LISTED RECORDS START

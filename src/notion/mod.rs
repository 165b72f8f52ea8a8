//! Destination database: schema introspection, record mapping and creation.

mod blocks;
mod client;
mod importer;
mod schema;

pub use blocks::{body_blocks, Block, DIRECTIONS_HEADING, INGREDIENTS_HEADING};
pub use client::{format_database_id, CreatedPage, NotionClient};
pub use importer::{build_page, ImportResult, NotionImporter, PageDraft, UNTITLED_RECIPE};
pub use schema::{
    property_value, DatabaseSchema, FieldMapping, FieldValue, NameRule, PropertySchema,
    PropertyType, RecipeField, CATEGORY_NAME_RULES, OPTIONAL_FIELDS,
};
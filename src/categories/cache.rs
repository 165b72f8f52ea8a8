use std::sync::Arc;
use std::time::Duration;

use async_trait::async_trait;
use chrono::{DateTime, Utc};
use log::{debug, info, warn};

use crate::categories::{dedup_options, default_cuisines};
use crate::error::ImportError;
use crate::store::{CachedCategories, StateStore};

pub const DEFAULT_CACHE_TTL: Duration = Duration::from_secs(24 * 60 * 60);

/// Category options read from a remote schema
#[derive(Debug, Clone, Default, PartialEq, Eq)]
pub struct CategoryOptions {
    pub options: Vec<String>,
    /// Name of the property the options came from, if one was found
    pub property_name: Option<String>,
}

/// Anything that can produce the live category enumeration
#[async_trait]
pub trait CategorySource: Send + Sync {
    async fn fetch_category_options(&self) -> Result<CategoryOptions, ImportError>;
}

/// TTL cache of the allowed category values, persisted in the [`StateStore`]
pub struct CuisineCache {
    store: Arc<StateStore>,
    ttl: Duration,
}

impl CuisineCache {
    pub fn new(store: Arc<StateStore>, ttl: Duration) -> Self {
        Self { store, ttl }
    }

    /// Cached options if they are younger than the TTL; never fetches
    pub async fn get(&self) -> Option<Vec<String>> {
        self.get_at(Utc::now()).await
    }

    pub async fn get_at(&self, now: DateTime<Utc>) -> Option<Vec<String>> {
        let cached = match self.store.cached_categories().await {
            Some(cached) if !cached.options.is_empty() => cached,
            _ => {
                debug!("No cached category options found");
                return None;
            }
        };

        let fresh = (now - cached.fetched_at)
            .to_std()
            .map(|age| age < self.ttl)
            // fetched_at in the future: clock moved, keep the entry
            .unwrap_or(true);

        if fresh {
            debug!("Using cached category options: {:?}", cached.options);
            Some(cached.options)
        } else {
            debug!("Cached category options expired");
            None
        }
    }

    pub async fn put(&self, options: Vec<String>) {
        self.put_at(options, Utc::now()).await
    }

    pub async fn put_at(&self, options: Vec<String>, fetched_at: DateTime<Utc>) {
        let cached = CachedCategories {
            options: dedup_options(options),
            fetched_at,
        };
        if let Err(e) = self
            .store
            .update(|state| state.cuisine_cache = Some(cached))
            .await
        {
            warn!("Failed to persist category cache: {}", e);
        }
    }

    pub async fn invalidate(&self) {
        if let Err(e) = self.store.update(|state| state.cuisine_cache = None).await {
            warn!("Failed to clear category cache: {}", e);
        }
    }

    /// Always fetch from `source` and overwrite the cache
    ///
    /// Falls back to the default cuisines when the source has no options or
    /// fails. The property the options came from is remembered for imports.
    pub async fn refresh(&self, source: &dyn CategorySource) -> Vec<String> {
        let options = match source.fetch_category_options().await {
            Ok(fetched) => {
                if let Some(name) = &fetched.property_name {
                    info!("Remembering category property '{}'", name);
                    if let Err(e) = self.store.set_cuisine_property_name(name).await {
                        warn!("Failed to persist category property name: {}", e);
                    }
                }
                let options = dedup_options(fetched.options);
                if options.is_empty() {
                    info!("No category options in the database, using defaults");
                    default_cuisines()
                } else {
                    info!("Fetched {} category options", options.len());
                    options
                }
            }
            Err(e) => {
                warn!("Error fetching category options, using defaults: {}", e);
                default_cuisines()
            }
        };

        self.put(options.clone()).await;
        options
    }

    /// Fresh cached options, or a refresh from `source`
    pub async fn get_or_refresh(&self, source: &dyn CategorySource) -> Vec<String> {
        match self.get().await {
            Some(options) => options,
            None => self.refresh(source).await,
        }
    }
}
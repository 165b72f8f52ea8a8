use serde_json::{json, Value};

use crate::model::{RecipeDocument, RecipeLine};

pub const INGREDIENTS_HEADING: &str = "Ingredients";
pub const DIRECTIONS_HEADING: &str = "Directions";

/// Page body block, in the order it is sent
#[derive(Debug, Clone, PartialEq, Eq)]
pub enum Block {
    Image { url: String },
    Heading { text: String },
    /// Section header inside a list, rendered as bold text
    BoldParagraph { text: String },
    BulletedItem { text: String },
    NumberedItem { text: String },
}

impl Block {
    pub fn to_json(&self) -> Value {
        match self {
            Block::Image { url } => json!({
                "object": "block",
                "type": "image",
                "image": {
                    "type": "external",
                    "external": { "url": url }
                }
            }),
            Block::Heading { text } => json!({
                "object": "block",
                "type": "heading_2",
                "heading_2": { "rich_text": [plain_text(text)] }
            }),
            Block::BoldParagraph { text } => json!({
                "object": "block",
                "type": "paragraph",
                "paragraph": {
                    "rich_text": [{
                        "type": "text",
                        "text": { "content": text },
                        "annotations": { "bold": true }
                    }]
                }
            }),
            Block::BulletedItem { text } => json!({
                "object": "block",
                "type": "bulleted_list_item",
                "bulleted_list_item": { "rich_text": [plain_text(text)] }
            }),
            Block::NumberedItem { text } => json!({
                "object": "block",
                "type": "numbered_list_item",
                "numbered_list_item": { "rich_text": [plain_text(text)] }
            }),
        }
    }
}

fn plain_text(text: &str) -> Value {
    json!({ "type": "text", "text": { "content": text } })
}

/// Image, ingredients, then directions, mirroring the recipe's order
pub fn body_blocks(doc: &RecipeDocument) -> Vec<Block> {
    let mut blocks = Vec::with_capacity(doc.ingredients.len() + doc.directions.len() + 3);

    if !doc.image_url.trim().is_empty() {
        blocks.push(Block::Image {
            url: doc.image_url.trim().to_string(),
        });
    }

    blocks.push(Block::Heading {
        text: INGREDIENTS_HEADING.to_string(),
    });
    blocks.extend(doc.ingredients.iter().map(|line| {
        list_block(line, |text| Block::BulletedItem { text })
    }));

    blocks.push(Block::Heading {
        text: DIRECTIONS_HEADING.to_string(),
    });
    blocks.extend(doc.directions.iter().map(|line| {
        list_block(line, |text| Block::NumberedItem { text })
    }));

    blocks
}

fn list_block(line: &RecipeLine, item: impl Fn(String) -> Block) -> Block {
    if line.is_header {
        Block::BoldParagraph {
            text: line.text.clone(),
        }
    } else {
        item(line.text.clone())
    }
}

LISTED RECORDS END

WORK REQUEST => Copy all of the data exactly. Skip nothing.

YOUR SOLUTION =>
filename src/notion/mod.rs
repository 165b72f8f52ea8a8
//! Destination database: schema introspection, record mapping and creation.

mod blocks;
mod client;
mod importer;
mod schema;

pub use blocks::{body_blocks, Block, DIRECTIONS_HEADING, INGREDIENTS_HEADING};
pub use client::{format_database_id, CreatedPage, NotionClient};
pub use importer::{build_page, ImportResult, NotionImporter, PageDraft, UNTITLED_RECIPE};
pub use schema::{
    property_value, DatabaseSchema, FieldMapping, FieldValue, NameRule, PropertySchema,
    PropertyType, RecipeField, CATEGORY_NAME_RULES, OPTIONAL_FIELDS,
};
filename src/categories/cache.rs
repository 165b72f8f52ea8a8
use std::sync::Arc;
use std::time::Duration;

use async_trait::async_trait;
use chrono::{DateTime, Utc};
use log::{debug, info, warn};

use crate::categories::{dedup_options, default_cuisines};
use crate::error::ImportError;
use crate::store::{CachedCategories, StateStore};

pub const DEFAULT_CACHE_TTL: Duration = Duration::from_secs(24 * 60 * 60);

/// Category options read from a remote schema
#[derive(Debug, Clone, Default, PartialEq, Eq)]
pub struct CategoryOptions {
    pub options: Vec<String>,
    /// Name of the property the options came from, if one was found
    pub property_name: Option<String>,
}

/// Anything that can produce the live category enumeration
#[async_trait]
pub trait CategorySource: Send + Sync {
    async fn fetch_category_options(&self) -> Result<CategoryOptions, ImportError>;
}

/// TTL cache of the allowed category values, persisted in the [`StateStore`]
pub struct CuisineCache {
    store: Arc<StateStore>,
    ttl: Duration,
}

impl CuisineCache {
    pub fn new(store: Arc<StateStore>, ttl: Duration) -> Self {
        Self { store, ttl }
    }

    /// Cached options if they are younger than the TTL; never fetches
    pub async fn get(&self) -> Option<Vec<String>> {
        self.get_at(Utc::now()).await
    }

    pub async fn get_at(&self, now: DateTime<Utc>) -> Option<Vec<String>> {
        let cached = match self.store.cached_categories().await {
            Some(cached) if !cached.options.is_empty() => cached,
            _ => {
                debug!("No cached category options found");
                return None;
            }
        };

        let fresh = (now - cached.fetched_at)
            .to_std()
            .map(|age| age < self.ttl)
            // fetched_at in the future: clock moved, keep the entry
            .unwrap_or(true);

        if fresh {
            debug!("Using cached category options: {:?}", cached.options);
            Some(cached.options)
        } else {
            debug!("Cached category options expired");
            None
        }
    }

    pub async fn put(&self, options: Vec<String>) {
        self.put_at(options, Utc::now()).await
    }

    pub async fn put_at(&self, options: Vec<String>, fetched_at: DateTime<Utc>) {
        let cached = CachedCategories {
            options: dedup_options(options),
            fetched_at,
        };
        if let Err(e) = self
            .store
            .update(|state| state.cuisine_cache = Some(cached))
            .await
        {
            warn!("Failed to persist category cache: {}", e);
        }
    }

    pub async fn invalidate(&self) {
        if let Err(e) = self.store.update(|state| state.cuisine_cache = None).await {
            warn!("Failed to clear category cache: {}", e);
        }
    }

    /// Always fetch from `source` and overwrite the cache
    ///
    /// Falls back to the default cuisines when the source has no options or
    /// fails. The property the options came from is remembered for imports.
    pub async fn refresh(&self, source: &dyn CategorySource) -> Vec<String> {
        let options = match source.fetch_category_options().await {
            Ok(fetched) => {
                if let Some(name) = &fetched.property_name {
                    info!("Remembering category property '{}'", name);
                    if let Err(e) = self.store.set_cuisine_property_name(name).await {
                        warn!("Failed to persist category property name: {}", e);
                    }
                }
                let options = dedup_options(fetched.options);
                if options.is_empty() {
                    info!("No category options in the database, using defaults");
                    default_cuisines()
                } else {
                    info!("Fetched {} category options", options.len());
                    options
                }
            }
            Err(e) => {
                warn!("Error fetching category options, using defaults: {}", e);
                default_cuisines()
            }
        };

        self.put(options.clone()).await;
        options
    }

    /// Fresh cached options, or a refresh from `source`
    pub async fn get_or_refresh(&self, source: &dyn CategorySource) -> Vec<String> {
        match self.get().await {
            Some(options) => options,
            None => self.refresh(source).await,
        }
    }
}
repository 165b72f8f52ea8a8
use serde_json::{json, Value};

use crate::model::{RecipeDocument, RecipeLine};

pub const INGREDIENTS_HEADING: &str = "Ingredients";
pub const DIRECTIONS_HEADING: &str = "Directions";

/// Page body block, in the order it is sent
#[derive(Debug, Clone, PartialEq, Eq)]
pub enum Block {
    Image { url: String },
    Heading { text: String },
    /// Section header inside a list, rendered as bold text
    BoldParagraph { text: String },
    BulletedItem { text: String },
    NumberedItem { text: String },
}

impl Block {
    pub fn to_json(&self) -> Value {
        match self {
            Block::Image { url } => json!({
                "object": "block",
                "type": "image",
                "image": {
                    "type": "external",
                    "external": { "url": url }
                }
            }),
            Block::Heading { text } => json!({
                "object": "block",
                "type": "heading_2",
                "heading_2": { "rich_text": [plain_text(text)] }
            }),
            Block::BoldParagraph { text } => json!({
                "object": "block",
                "type": "paragraph",
                "paragraph": {
                    "rich_text": [{
                        "type": "text",
                        "text": { "content": text },
                        "annotations": { "bold": true }
                    }]
                }
            }),
            Block::BulletedItem { text } => json!({
                "object": "block",
                "type": "bulleted_list_item",
                "bulleted_list_item": { "rich_text": [plain_text(text)] }
            }),
            Block::NumberedItem { text } => json!({
                "object": "block",
                "type": "numbered_list_item",
                "numbered_list_item": { "rich_text": [plain_text(text)] }
            }),
        }
    }
}

fn plain_text(text: &str) -> Value {
    json!({ "type": "text", "text": { "content": text } })
}

/// Image, ingredients, then directions, mirroring the recipe's order
pub fn body_blocks(doc: &RecipeDocument) -> Vec<Block> {
    let mut blocks = Vec::with_capacity(doc.ingredients.len() + doc.directions.len() + 3);

    if !doc.image_url.trim().is_empty() {
        blocks.push(Block::Image {
            url: doc.image_url.trim().to_string(),
        });
    }

    blocks.push(Block::Heading {
        text: INGREDIENTS_HEADING.to_string(),
    });
    blocks.extend(doc.ingredients.iter().map(|line| {
        list_block(line, |text| Block::BulletedItem { text })
    }));

    blocks.push(Block::Heading {
        text: DIRECTIONS_HEADING.to_string(),
    });
    blocks.extend(doc.directions.iter().map(|line| {
        list_block(line, |text| Block::NumberedItem { text })
    }));

    blocks
}

fn list_block(line: &RecipeLine, item: impl Fn(String) -> Block) -> Block {
    if line.is_header {
        Block::BoldParagraph {
            text: line.text.clone(),
        }
    } else {
        item(line.text.clone())
    }
}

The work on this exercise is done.